Paul writes specifically about the connection between heart and mind in Colossians 3:12:

Since, then, you have been raised with Christ, set your hearts on things above, where Christ is seated at the right hand of God. Set your minds on things above, not on earthly things.

Conclusion

An anecdote describes a conversation between three ministers, all having problems with mice in their church basements. The first reported, “We set traps, put out poison, tried noise, among other things, but failed to get rid of them.”

The second pastor added, “We tried all of that without success. We finally called in an exterminator, but the mice are back. We don’t know if we’ll ever keep them out.”

The third pastor spoke more triumphantly. “I had a team of men catch the mice. I baptized the mice, gave them a church membership, and I haven’t seen them since.”

This absurd little story satirizes a religious phenomenon: the inactivity among so many who see value in a life of faith but not enough to develop and strengthen it.

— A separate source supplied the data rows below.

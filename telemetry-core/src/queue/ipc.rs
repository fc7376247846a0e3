//! Broadcast queue endpoints over a named shared memory segment
//!
//! ```text
//! +----------------------------------------+
//! | Header  magic, capacity, slot size     |
//! +----------------------------------------+
//! | write cursor     (cache padded)        |
//! +----------------------------------------+
//! | slots: [seq stamp | value; N]          |
//! +----------------------------------------+
//! ```
//!
//! The [`Publisher`] owns the segment: it creates it, may push, and unlinks it on
//! drop. A [`Subscriber`] only attaches, keeps its cursor locally and drains.

use std::cell::Cell;
use std::marker::PhantomData;
use std::mem::size_of;
use std::sync::atomic::{AtomicU64, Ordering};
use std::time::{Duration, Instant};

use super::broadcast::{BroadcastQueue, ConsumerCursor, DrainStats, StartPosition};
use super::shmem::{self, Creator, Opener, SharedMemorySafe, Shm, ShmError};
use crate::types::TelemetryMessage;

/// Default segment name
pub const DEFAULT_SHM_NAME: &str = "/vehicle_telemetry";

/// Slots in the telemetry queue
pub const QUEUE_CAPACITY: usize = 4096;

/// Publisher of decoded telemetry
pub type TelemetryPublisher = Publisher<TelemetryMessage, QUEUE_CAPACITY>;

/// Subscriber to decoded telemetry
pub type TelemetrySubscriber = Subscriber<TelemetryMessage, QUEUE_CAPACITY>;

const INIT_MAGIC: u64 = 0x544C_4D51_494E_4954; // "TLMQINIT" in ASCII
const INIT_TIMEOUT: Duration = Duration::from_secs(1);
const INIT_POLL: Duration = Duration::from_millis(1);

// SAFETY: repr(C) plain data; all-zero is a valid message.
unsafe impl SharedMemorySafe for TelemetryMessage {}

#[repr(C)]
#[repr(align(64))]
struct Header {
    magic: AtomicU64,
    capacity: AtomicU64,
    slot_size: AtomicU64,
}

#[repr(C)]
struct Segment<T, const N: usize> {
    header: Header,
    queue: BroadcastQueue<T, N>,
}

// SAFETY: repr(C) and every field is SharedMemorySafe.
unsafe impl<T: SharedMemorySafe + Copy, const N: usize> SharedMemorySafe for Segment<T, N> {}

impl<T: SharedMemorySafe + Copy, const N: usize> Segment<T, N> {
    /// Publish the layout, then the magic that lets openers in
    fn mark_initialized(&self) {
        self.header.capacity.store(N as u64, Ordering::Relaxed);
        self.header
            .slot_size
            .store(size_of::<T>() as u64, Ordering::Relaxed);
        self.header.magic.store(INIT_MAGIC, Ordering::Release);
    }

    fn wait_for_init(&self, deadline: Instant) -> bool {
        loop {
            if self.header.magic.load(Ordering::Acquire) == INIT_MAGIC {
                return true;
            }
            if Instant::now() >= deadline {
                return false;
            }
            std::thread::sleep(INIT_POLL);
        }
    }

    fn check_layout(&self, path: &str) -> Result<(), ShmError> {
        let capacity = self.header.capacity.load(Ordering::Relaxed);
        let slot_size = self.header.slot_size.load(Ordering::Relaxed);
        if capacity != N as u64 {
            return Err(ShmError::LayoutMismatch {
                path: path.to_string(),
                reason: format!("capacity {} but expected {}", capacity, N),
            });
        }
        if slot_size != size_of::<T>() as u64 {
            return Err(ShmError::LayoutMismatch {
                path: path.to_string(),
                reason: format!("slot size {} but expected {}", slot_size, size_of::<T>()),
            });
        }
        Ok(())
    }
}

type PhantomUnsync = PhantomData<Cell<&'static ()>>;

/// The single writer of a segment
///
/// Not `Sync`: pushes must come from one thread.
pub struct Publisher<T: SharedMemorySafe + Copy, const N: usize> {
    shm: Shm<Segment<T, N>, Creator>,
    _unsync: PhantomUnsync,
}

impl<T: SharedMemorySafe + Copy, const N: usize> Publisher<T, N> {
    /// Create the segment and become its writer
    ///
    /// With `reclaim_stale`, a name left behind by a previous owner is unlinked
    /// first; otherwise an existing name is an error.
    pub fn create(path: &str, reclaim_stale: bool) -> Result<Self, ShmError> {
        if reclaim_stale && shmem::unlink_stale(path)? {
            log::warn!("Removed stale shared memory segment {}", path);
        }

        let shm = Shm::<Segment<T, N>, Creator>::create(path)?;
        shm.mark_initialized();
        log::info!(
            "Broadcast queue {} ready: {} slots of {} bytes",
            path,
            N,
            size_of::<T>()
        );

        Ok(Self {
            shm,
            _unsync: PhantomData,
        })
    }

    /// Publish one item to every subscriber
    #[inline]
    pub fn push(&self, item: T) {
        // SAFETY: the segment was created exclusively by this publisher, which
        // is neither Clone nor Sync, so it is the only writer.
        unsafe { self.shm.queue.push(item) }
    }

    pub fn current_pos(&self) -> u64 {
        self.shm.queue.current_pos()
    }

    pub fn path(&self) -> &str {
        self.shm.path()
    }
}

/// An attached reader with its own cursor
pub struct Subscriber<T: SharedMemorySafe + Copy, const N: usize> {
    shm: Shm<Segment<T, N>, Opener>,
    cursor: ConsumerCursor,
}

impl<T: SharedMemorySafe + Copy, const N: usize> Subscriber<T, N> {
    /// Attach to an existing segment
    ///
    /// Waits up to one second for the owner to finish initializing it, then
    /// rejects a segment built for a different capacity or item size.
    pub fn open(path: &str, start: StartPosition) -> Result<Self, ShmError> {
        let deadline = Instant::now() + INIT_TIMEOUT;
        let shm = loop {
            match Shm::<Segment<T, N>, Opener>::open(path) {
                // Owner has created the name but not sized it yet
                Err(ShmError::SizeMismatch { actual: 0, .. }) => {
                    if Instant::now() >= deadline {
                        return Err(init_timeout(path));
                    }
                    std::thread::sleep(INIT_POLL);
                }
                result => break result?,
            }
        };
        if !shm.wait_for_init(deadline) {
            return Err(init_timeout(path));
        }
        shm.check_layout(path)?;

        let cursor = shm.queue.cursor(start);
        log::info!(
            "Attached to {} at position {} ({:?})",
            path,
            cursor.position(),
            start
        );
        Ok(Self { shm, cursor })
    }

    /// Deliver everything published since the last drain
    pub fn drain<F>(&mut self, callback: F) -> DrainStats
    where
        F: FnMut(&T),
    {
        self.shm.queue.consume(&mut self.cursor, callback)
    }

    pub fn cursor(&self) -> &ConsumerCursor {
        &self.cursor
    }

    /// Producer's current write position
    pub fn current_pos(&self) -> u64 {
        self.shm.queue.current_pos()
    }

    pub fn path(&self) -> &str {
        self.shm.path()
    }
}

fn init_timeout(path: &str) -> ShmError {
    ShmError::InitTimeout {
        path: path.to_string(),
        waited_ms: INIT_TIMEOUT.as_millis() as u64,
    }
}
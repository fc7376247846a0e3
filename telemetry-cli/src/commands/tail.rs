//! Diagnostic consumer printing live messages

use anyhow::{Context, Result};
use std::io::{self, Write};
use std::time::Duration;
use telemetry_core::{StartPosition, TelemetryMessage, TelemetrySubscriber};

use crate::lifecycle::ControlFlags;

pub struct TailOptions {
    pub shm_name: String,
    pub start: StartPosition,
    pub frame_id: Option<u32>,
    pub count: Option<u64>,
    pub poll_interval: Duration,
}

pub fn run(options: &TailOptions, flags: &ControlFlags) -> Result<()> {
    let mut subscriber = TelemetrySubscriber::open(&options.shm_name, options.start)
        .with_context(|| format!("Failed to attach to broadcast queue {}", options.shm_name))?;

    let stdout = io::stdout();
    let mut out = stdout.lock();
    let mut printed = 0u64;

    while !flags.should_stop() {
        let mut write_err = None;
        let stats = subscriber.drain(|msg| {
            if write_err.is_some() || !wants_more(options, printed) {
                return;
            }
            if options.frame_id.is_some_and(|id| id != msg.frame_id) {
                return;
            }
            match writeln!(out, "{}", format_line(msg)) {
                Ok(()) => printed += 1,
                Err(e) => write_err = Some(e),
            }
        });

        match write_err {
            // Reader of our stdout went away (e.g. piped into head)
            Some(e) if e.kind() == io::ErrorKind::BrokenPipe => return Ok(()),
            Some(e) => return Err(e).context("Failed to write to stdout"),
            None => {}
        }
        if stats.dropped > 0 {
            log::warn!("{} messages lost, tail fell behind", stats.dropped);
        }
        if !wants_more(options, printed) {
            break;
        }
        if stats.delivered == 0 {
            std::thread::sleep(options.poll_interval);
        } else {
            out.flush().ok();
        }
    }
    Ok(())
}

/// Whether more lines are wanted
fn wants_more(options: &TailOptions, printed: u64) -> bool {
    options.count.map_or(true, |limit| printed < limit)
}

pub fn format_line(msg: &TelemetryMessage) -> String {
    msg.to_string()
}

/// Parse a frame id given as hex (`0x100`, `100`)
pub fn parse_frame_id(s: &str) -> Result<u32, String> {
    let digits = s
        .strip_prefix("0x")
        .or_else(|| s.strip_prefix("0X"))
        .unwrap_or(s);
    u32::from_str_radix(digits, 16).map_err(|e| format!("invalid frame id {s:?}: {e}"))
}

#[cfg(test)]
mod tests {
    use super::*;

    #[test]
    fn test_format_line() {
        let msg = TelemetryMessage::new(0x123, 0, 98.6);
        assert_eq!(format_line(&msg), "can_id=0x123  value=98.6");
    }

    #[test]
    fn test_parse_frame_id() {
        assert_eq!(parse_frame_id("0x100"), Ok(0x100));
        assert_eq!(parse_frame_id("7E8"), Ok(0x7E8));
        assert!(parse_frame_id("0xnope").is_err());
    }

    #[test]
    fn test_count_limit() {
        let options = TailOptions {
            shm_name: "/unused".into(),
            start: StartPosition::Latest,
            frame_id: None,
            count: Some(2),
            poll_interval: Duration::from_millis(1),
        };
        assert!(wants_more(&options, 1));
        assert!(!wants_more(&options, 2));
    }
}
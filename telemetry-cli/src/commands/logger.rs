//! Durable consumer: drains the queue into a binary session log

use anyhow::{Context, Result};
use std::time::Duration;
use telemetry_core::{DrainStats, LogError, LogWriter, TelemetryMessage, TelemetrySubscriber};

use crate::config::AppConfig;
use crate::lifecycle::ControlFlags;

pub fn run(config: &AppConfig, flags: &ControlFlags) -> Result<()> {
    let shm_name = &config.queue.shm_name;
    let mut subscriber = TelemetrySubscriber::open(shm_name, config.logger.start.into())
        .with_context(|| format!("Failed to attach to broadcast queue {}", shm_name))?;

    // No consuming without a place to persist
    let mut writer = LogWriter::create(&config.logger.dir)
        .with_context(|| format!("Failed to open session log in {:?}", config.logger.dir))?;

    let idle = Duration::from_millis(config.logger.poll_interval_ms);
    while !flags.should_stop() {
        let stats = persist_batch(&mut writer, |f| subscriber.drain(f))?;
        if stats.delivered == 0 {
            std::thread::sleep(idle);
        }
    }

    // Whatever arrived between the last poll and the shutdown request
    persist_batch(&mut writer, |f| subscriber.drain(f))?;
    log::info!(
        "Logger stopped: {} records in {}, {} messages lost to overwrite",
        writer.records(),
        writer.path().display(),
        subscriber.cursor().dropped_total()
    );
    Ok(())
}

/// Write one drained batch and flush it if it was non-empty
pub fn persist_batch<D>(writer: &mut LogWriter, drain: D) -> Result<DrainStats>
where
    D: FnOnce(&mut dyn FnMut(&TelemetryMessage)) -> DrainStats,
{
    let mut failure: Option<LogError> = None;
    let stats = drain(&mut |msg: &TelemetryMessage| {
        if failure.is_none() {
            if let Err(e) = writer.write(msg.frame_id, msg.value) {
                failure = Some(e);
            }
        }
    });

    if let Some(e) = failure {
        return Err(e).context("Failed to append to session log");
    }
    if stats.dropped > 0 {
        log::warn!("Fell behind the producer, {} messages lost", stats.dropped);
    }
    if stats.delivered > 0 {
        writer.flush().context("Failed to flush session log")?;
    }
    Ok(stats)
}

#[cfg(test)]
mod tests {
    use super::*;
    use telemetry_core::{BroadcastQueue, LogReader, StartPosition};

    #[test]
    fn test_batches_are_persisted_and_flushed() {
        let dir = tempfile::TempDir::new().unwrap();
        let mut writer = LogWriter::create(dir.path()).unwrap();
        let queue = BroadcastQueue::<TelemetryMessage, 16>::new_boxed();
        let mut cursor = queue.cursor(StartPosition::Latest);

        let stats = persist_batch(&mut writer, |f| queue.consume(&mut cursor, f)).unwrap();
        assert!(stats.is_empty());

        for i in 0..3u32 {
            unsafe { queue.push(TelemetryMessage::new(0x123, 0, 98.6 + i as f64)) };
        }
        let stats = persist_batch(&mut writer, |f| queue.consume(&mut cursor, f)).unwrap();
        assert_eq!(stats.delivered, 3);

        // Flushed already, readable without dropping the writer
        let entries: Vec<_> = LogReader::open(writer.path())
            .unwrap()
            .map(|e| e.unwrap())
            .collect();
        assert_eq!(entries.len(), 3);
        assert_eq!(entries[0].frame_id, 0x123);
        assert_eq!(entries[0].value.to_bits(), 98.6f64.to_bits());
    }

    #[test]
    fn test_lost_messages_are_reported() {
        let dir = tempfile::TempDir::new().unwrap();
        let mut writer = LogWriter::create(dir.path()).unwrap();
        let queue = BroadcastQueue::<TelemetryMessage, 4>::new_boxed();
        let mut cursor = queue.cursor(StartPosition::Beginning);

        for i in 0..6u64 {
            unsafe { queue.push(TelemetryMessage::new(1, i, 0.0)) };
        }
        let stats = persist_batch(&mut writer, |f| queue.consume(&mut cursor, f)).unwrap();
        assert_eq!(stats, DrainStats { delivered: 4, dropped: 2 });
        assert_eq!(writer.records(), 4);
    }
}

Keeping physically fit has its rewards: energy, reduced vulnerability to sickness and accident, better maneuverability, enhanced relationships, raised spirits, and sound sleep. Better health improves almost everything else.

Similarly, successful godly living is enhanced by wholesome spiritual activity. It establishes a relationship with God and assures we are part of eternity. It increases our appetite for what is good and gives eternal purpose to our existence. It makes and keeps us ready. All effort put into spiritual fitness is enhancing; nothing is wasted. Let the wise get started and stay active!